Rated R - Running time: 1:33 - Released 3/26/99

I went to see The Mod Squad with only two memories of the '60s TV show in mind: that cool scene of the three beatniks running down that darkened tunnel, and that cool music. I was disappointed to find that the film contained neither of those elements. I was more disappointed to find that it also contained no intelligent plot, no interesting characters, and no excitement whatsoever. In the mad rush to remake any old television show they can remember, the producers of the new Squad have drained out whatever lifeblood there was in the show and left nothing but three cardboard cutouts with the same names. If the TV show had been produced by the same people, there's no way Pete, Julie, and Link could have lived from 1968 to 1972.

The Mod Squad revolves around three young convicts who have been given the chance to make amends for their crimes by helping the police as undercover agents (with no guns or badges, of course). The reason they are valuable is because they "blend" — they don't look like cops, and therefore can get past suspicious criminal types. So Lincoln Hayes (Omar Epps), convicted of arson, Julie Barnes (Claire Danes), assault, and Peter Cochran (Giovanni Ribisi), robbery, agree to aid in the investigation of a night club where the management is suspected of running a prostitution ring. But while on the case, the three friends discover a much more sinister situation: There is a major drug trade going on, and the cops are in on it. Soon their supervisor, Captain Adam Greer (Dennis Farina), gets killed, and they have to try to investigate with the entire department against them. Finally, they must go over the heads of their superiors and try to prove that the department is rotten from the inside.

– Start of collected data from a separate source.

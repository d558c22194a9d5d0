use std::future::Future;
use std::process::ExitCode;

use configs::AppConfig;
use dotenvy::dotenv;
use tracing::{error, info};
use uuid::Uuid;

fn init_logging(service: &'static str) {
    // Load .env first so RUST_LOG and LOG_FORMAT apply
    dotenv().ok();
    common::utils::logging::init_logging_from_env();
    info!(service, event = "logger_init", "tracing subscriber initialized");
}

/// Shared entry for both binaries: logging, panic hook, config, runtime.
pub fn launch<F, Fut>(service: &'static str, run: F) -> ExitCode
where
    F: FnOnce(AppConfig) -> Fut,
    Fut: Future<Output = anyhow::Result<()>>,
{
    init_logging(service);

    let service_id = Uuid::new_v4();
    let pid = std::process::id();
    let version = env!("CARGO_PKG_VERSION");

    std::panic::set_hook(Box::new(move |info| {
        error!(service, event = "panic", %service_id, pid, message = %info, "unhandled panic occurred");
    }));

    let cfg = match AppConfig::load_and_validate() {
        Ok(cfg) => cfg,
        Err(e) => {
            error!(service, event = "config_invalid", error = %e, "failed to load configuration");
            return ExitCode::FAILURE;
        }
    };

    let mut builder = tokio::runtime::Builder::new_multi_thread();
    builder.enable_all();
    if let Some(w) = cfg.server.worker_threads {
        builder.worker_threads(w);
    }
    let rt = match builder.build() {
        Ok(rt) => rt,
        Err(e) => {
            error!(service, event = "runtime_build_failed", error = %e, "failed to build tokio runtime");
            return ExitCode::FAILURE;
        }
    };

    info!(
        service,
        event = "start",
        %service_id,
        pid,
        version,
        port = cfg.server.port,
        "service starting"
    );

    match rt.block_on(run(cfg)) {
        Ok(()) => {
            info!(service, event = "stop", %service_id, pid, "service stopped normally");
            ExitCode::SUCCESS
        }
        Err(e) => {
            error!(service, event = "run_failed", error = %e, "service returned error");
            ExitCode::FAILURE
        }
    }
}
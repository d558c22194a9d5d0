use axum::{http::HeaderValue, Router};
use configs::{AppConfig, CorsConfig, ServerConfig};
use service::{email::EmailDispatcher, intake::IntakeClient};
use tokio::net::TcpListener;
use tower_http::cors::{AllowOrigin, Any, CorsLayer};
use tracing::{info, warn};

use crate::errors::StartupError;
use crate::routes;
use crate::state::{EmailState, LookupState};

/// Any origin unless the config lists explicit ones.
pub fn build_cors(cfg: &CorsConfig) -> CorsLayer {
    if cfg.allowed_origins.is_empty() {
        return CorsLayer::permissive();
    }
    let origins: Vec<HeaderValue> = cfg
        .allowed_origins
        .iter()
        .filter_map(|o| match o.parse::<HeaderValue>() {
            Ok(v) => Some(v),
            Err(_) => {
                warn!(origin = %o, "ignoring invalid CORS origin");
                None
            }
        })
        .collect();
    CorsLayer::new()
        .allow_origin(AllowOrigin::list(origins))
        .allow_methods(Any)
        .allow_headers(Any)
}

fn http_client() -> anyhow::Result<reqwest::Client> {
    let client = reqwest::Client::builder()
        .user_agent(concat!("secret-proxy/", env!("CARGO_PKG_VERSION")))
        .build()?;
    Ok(client)
}

/// Email proxy router for the given config. An unset webhook only warns.
pub fn email_app(cfg: &AppConfig) -> anyhow::Result<Router> {
    let dispatcher = EmailDispatcher::new(http_client()?, cfg.email.endpoint.clone());
    if !dispatcher.is_configured() {
        warn!("SENDGRID_ENDPOINT is not set; /api/send-email will fail until it is configured");
    }
    Ok(routes::build_email_router(
        EmailState::new(dispatcher),
        build_cors(&cfg.cors),
        &cfg.server.static_dir,
    ))
}

/// Client lookup router for the given config. Requires the IntakeQ API key.
pub fn lookup_app(cfg: &AppConfig) -> Result<Router, StartupError> {
    let api_key = cfg
        .intake
        .api_key
        .clone()
        .ok_or_else(|| StartupError::InvalidConfig("INTAKEQ_API_KEY is required".into()))?;
    let intake = IntakeClient::new(http_client()?, cfg.intake.base_url.clone(), api_key);
    Ok(routes::build_lookup_router(
        LookupState::new(intake),
        build_cors(&cfg.cors),
        &cfg.server.static_dir,
    ))
}

pub async fn run_email(cfg: AppConfig) -> anyhow::Result<()> {
    common::env::ensure_static_dir(&cfg.server.static_dir).await;
    let app = email_app(&cfg)?;
    serve(app, &cfg.server, "email-proxy").await
}

pub async fn run_lookup(cfg: AppConfig) -> anyhow::Result<()> {
    common::env::ensure_static_dir(&cfg.server.static_dir).await;
    let app = lookup_app(&cfg)?;
    serve(app, &cfg.server, "client-lookup").await
}

async fn serve(app: Router, server: &ServerConfig, name: &'static str) -> anyhow::Result<()> {
    let listener = TcpListener::bind(server.bind_addr()).await?;
    let addr = listener.local_addr()?;
    info!(service = name, %addr, "listening on http://localhost:{}", addr.port());
    axum::serve(listener, app)
        .with_graceful_shutdown(shutdown_signal(name))
        .await?;
    Ok(())
}

async fn shutdown_signal(name: &'static str) {
    if let Err(e) = tokio::signal::ctrl_c().await {
        warn!(service = name, error = %e, "cannot listen for Ctrl+C; running until killed");
        std::future::pending::<()>().await;
    }
    info!(service = name, event = "shutdown_signal", "received Ctrl+C, shutting down");
}
use std::io;
use tracing_subscriber::{fmt, EnvFilter};

const DEFAULT_FILTER: &str = "info,tower_http=info,axum=info";

#[derive(Debug, Clone, Copy, PartialEq, Eq)]
pub enum LogFormat {
    Compact,
    Json,
}

impl LogFormat {
    /// `json` selects JSON lines; anything else, or unset, is compact.
    pub fn from_env_value(value: Option<&str>) -> Self {
        match value.map(str::trim) {
            Some(v) if v.eq_ignore_ascii_case("json") => Self::Json,
            _ => Self::Compact,
        }
    }
}

/// Install the global subscriber on stdout, honouring `RUST_LOG`.
/// A second call is a no-op, so tests and binaries can both call it.
pub fn init_logging(format: LogFormat) {
    let env_filter = EnvFilter::try_from_default_env()
        .unwrap_or_else(|_| EnvFilter::new(DEFAULT_FILTER));
    let builder = fmt()
        .with_env_filter(env_filter)
        .with_target(false)
        .with_writer(io::stdout);
    let _ = match format {
        LogFormat::Compact => builder.compact().try_init(),
        LogFormat::Json => builder.json().try_init(),
    };
}

pub fn init_logging_from_env() {
    let value = std::env::var("LOG_FORMAT").ok();
    init_logging(LogFormat::from_env_value(value.as_deref()));
}

#[cfg(test)]
mod tests {
    use super::*;

    #[test]
    fn format_selection() {
        assert_eq!(LogFormat::from_env_value(None), LogFormat::Compact);
        assert_eq!(LogFormat::from_env_value(Some("JSON ")), LogFormat::Json);
        assert_eq!(LogFormat::from_env_value(Some("pretty")), LogFormat::Compact);
    }
}
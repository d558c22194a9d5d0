use axum::{
    routing::{get, post},
    Json, Router,
};
use tower_http::{
    cors::CorsLayer,
    services::ServeDir,
    trace::{DefaultMakeSpan, DefaultOnFailure, DefaultOnRequest, DefaultOnResponse, TraceLayer},
};
use tracing::Level;

use common::types::Health;

use crate::state::{EmailState, LookupState};

pub mod client;
pub mod email;

pub async fn health() -> Json<Health> {
    Json(Health { status: "ok" })
}

/// Email proxy: placeholder login and webhook dispatch.
pub fn build_email_router(state: EmailState, cors: CorsLayer, static_dir: &str) -> Router {
    let api = Router::new()
        .route("/api/login", post(email::login))
        .route("/api/send-email", post(email::send_email))
        .with_state(state);
    compose(api, cors, static_dir)
}

/// Client lookup proxy. The bare `/api/client/` route exists so an empty id
/// gets the same validation error as a malformed one.
pub fn build_lookup_router(state: LookupState, cors: CorsLayer, static_dir: &str) -> Router {
    let api = Router::new()
        .route("/api/client/", get(client::get_client))
        .route("/api/client/:client_id", get(client::get_client))
        .with_state(state);
    compose(api, cors, static_dir)
}

/// Health, static assets for unmatched paths, CORS and request tracing.
fn compose(api: Router, cors: CorsLayer, static_dir: &str) -> Router {
    Router::new()
        .route("/health", get(health))
        .merge(api)
        .fallback_service(ServeDir::new(static_dir))
        .layer(cors)
        .layer(
            TraceLayer::new_for_http()
                .make_span_with(DefaultMakeSpan::new().level(Level::INFO).include_headers(false))
                .on_request(DefaultOnRequest::new().level(Level::INFO))
                .on_response(DefaultOnResponse::new().level(Level::INFO).include_headers(false))
                // 5xx and upstream transport failures
                .on_failure(DefaultOnFailure::new().level(Level::ERROR)),
        )
}
#[path = "launcher.rs"]
mod launcher;

fn main() -> std::process::ExitCode {
    launcher::launch("client-lookup", server::run_lookup)
}
use axum::http::StatusCode;
use axum::response::{IntoResponse, Response};
use axum::Json;
use common::types::ErrorBody;
use service::errors::SERVER_ERROR;
use service::ServiceError;
use thiserror::Error;
use tracing::error;

pub const UNAUTHORIZED: &str = "Unauthorized: IntakeQ rejected the configured API key";

/// HTTP face of a `ServiceError`; every variant renders as JSON with an `error` field.
#[derive(Debug)]
pub struct ApiError(pub ServiceError);

impl From<ServiceError> for ApiError {
    fn from(e: ServiceError) -> Self {
        Self(e)
    }
}

impl ApiError {
    pub fn status_and_body(self) -> (StatusCode, ErrorBody) {
        match self.0 {
            ServiceError::Validation(msg) => (StatusCode::BAD_REQUEST, ErrorBody::new(msg)),
            ServiceError::UpstreamAuth => (StatusCode::UNAUTHORIZED, ErrorBody::new(UNAUTHORIZED)),
            ServiceError::Upstream { error, status, body } => {
                // Relay the upstream status verbatim; reqwest only yields valid codes.
                let code = StatusCode::from_u16(status).unwrap_or(StatusCode::BAD_GATEWAY);
                (code, ErrorBody::new(error).with_upstream(status, body))
            }
            ServiceError::NotFound(id) => {
                (StatusCode::NOT_FOUND, ErrorBody::new(format!("Client {id} not found")))
            }
            ServiceError::Unexpected(details) => {
                error!(error = %details, "request failed unexpectedly");
                (
                    StatusCode::INTERNAL_SERVER_ERROR,
                    ErrorBody::new(SERVER_ERROR).with_details(details),
                )
            }
        }
    }
}

impl IntoResponse for ApiError {
    fn into_response(self) -> Response {
        let (status, body) = self.status_and_body();
        (status, Json(body)).into_response()
    }
}

#[derive(Debug, Error)]
pub enum StartupError {
    #[error("invalid configuration: {0}")]
    InvalidConfig(String),
    #[error(transparent)]
    Any(#[from] anyhow::Error),
}
use serde::{Deserialize, Serialize};

#[derive(Serialize, Deserialize, Debug)]
pub struct Health {
    pub status: &'static str,
}

/// Uniform JSON body for every failure response.
///
/// `status` and `body` are set when an upstream answered with a non-success
/// status; `details` carries the rendering of an unexpected error.
#[derive(Serialize, Deserialize, Debug, Clone, PartialEq, Eq)]
pub struct ErrorBody {
    pub error: String,
    #[serde(skip_serializing_if = "Option::is_none")]
    pub status: Option<u16>,
    #[serde(skip_serializing_if = "Option::is_none")]
    pub body: Option<String>,
    #[serde(skip_serializing_if = "Option::is_none")]
    pub details: Option<String>,
}

impl ErrorBody {
    pub fn new(error: impl Into<String>) -> Self {
        Self { error: error.into(), status: None, body: None, details: None }
    }

    pub fn with_upstream(mut self, status: u16, body: impl Into<String>) -> Self {
        self.status = Some(status);
        self.body = Some(body.into());
        self
    }

    pub fn with_details(mut self, details: impl Into<String>) -> Self {
        self.details = Some(details.into());
        self
    }
}

/// `{"success": true}` with an optional `data` payload.
#[derive(Serialize, Deserialize, Debug, Clone, PartialEq)]
pub struct Success {
    pub success: bool,
    #[serde(skip_serializing_if = "Option::is_none")]
    pub data: Option<serde_json::Value>,
}

impl Success {
    pub fn ok() -> Self {
        Self { success: true, data: None }
    }

    pub fn with_data(data: serde_json::Value) -> Self {
        Self { success: true, data: Some(data) }
    }
}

Besides being boring, this movie is dumb. Its script, by Stephen T. Kay, Scott Silver, and Kate Lanier (all relative newcomers), aims at the lowest common denominator of viewer, assuming that we will buy any contrived notion about "dirty cops" that they put on the screen. They're all unscrupulous; they're all in on the take; they're all against our heroes, who are just trying to become productive members of society. But none of those heroes are even likable, with the possible exception of Julie, whom Danes portrays with some human characteristics from time to time. Ribisi seems to still be doing his retarded act from The Other Sister, and Epps is utterly one-dimensional. Michael Lerner (as one of the many bad guys) is the only one with any interesting sense of character, but he only has a few minutes of screen time. Writer Scott Silver also directed the film, but obviously had no idea how to convey to his actors any sense of enthusiasm or energy.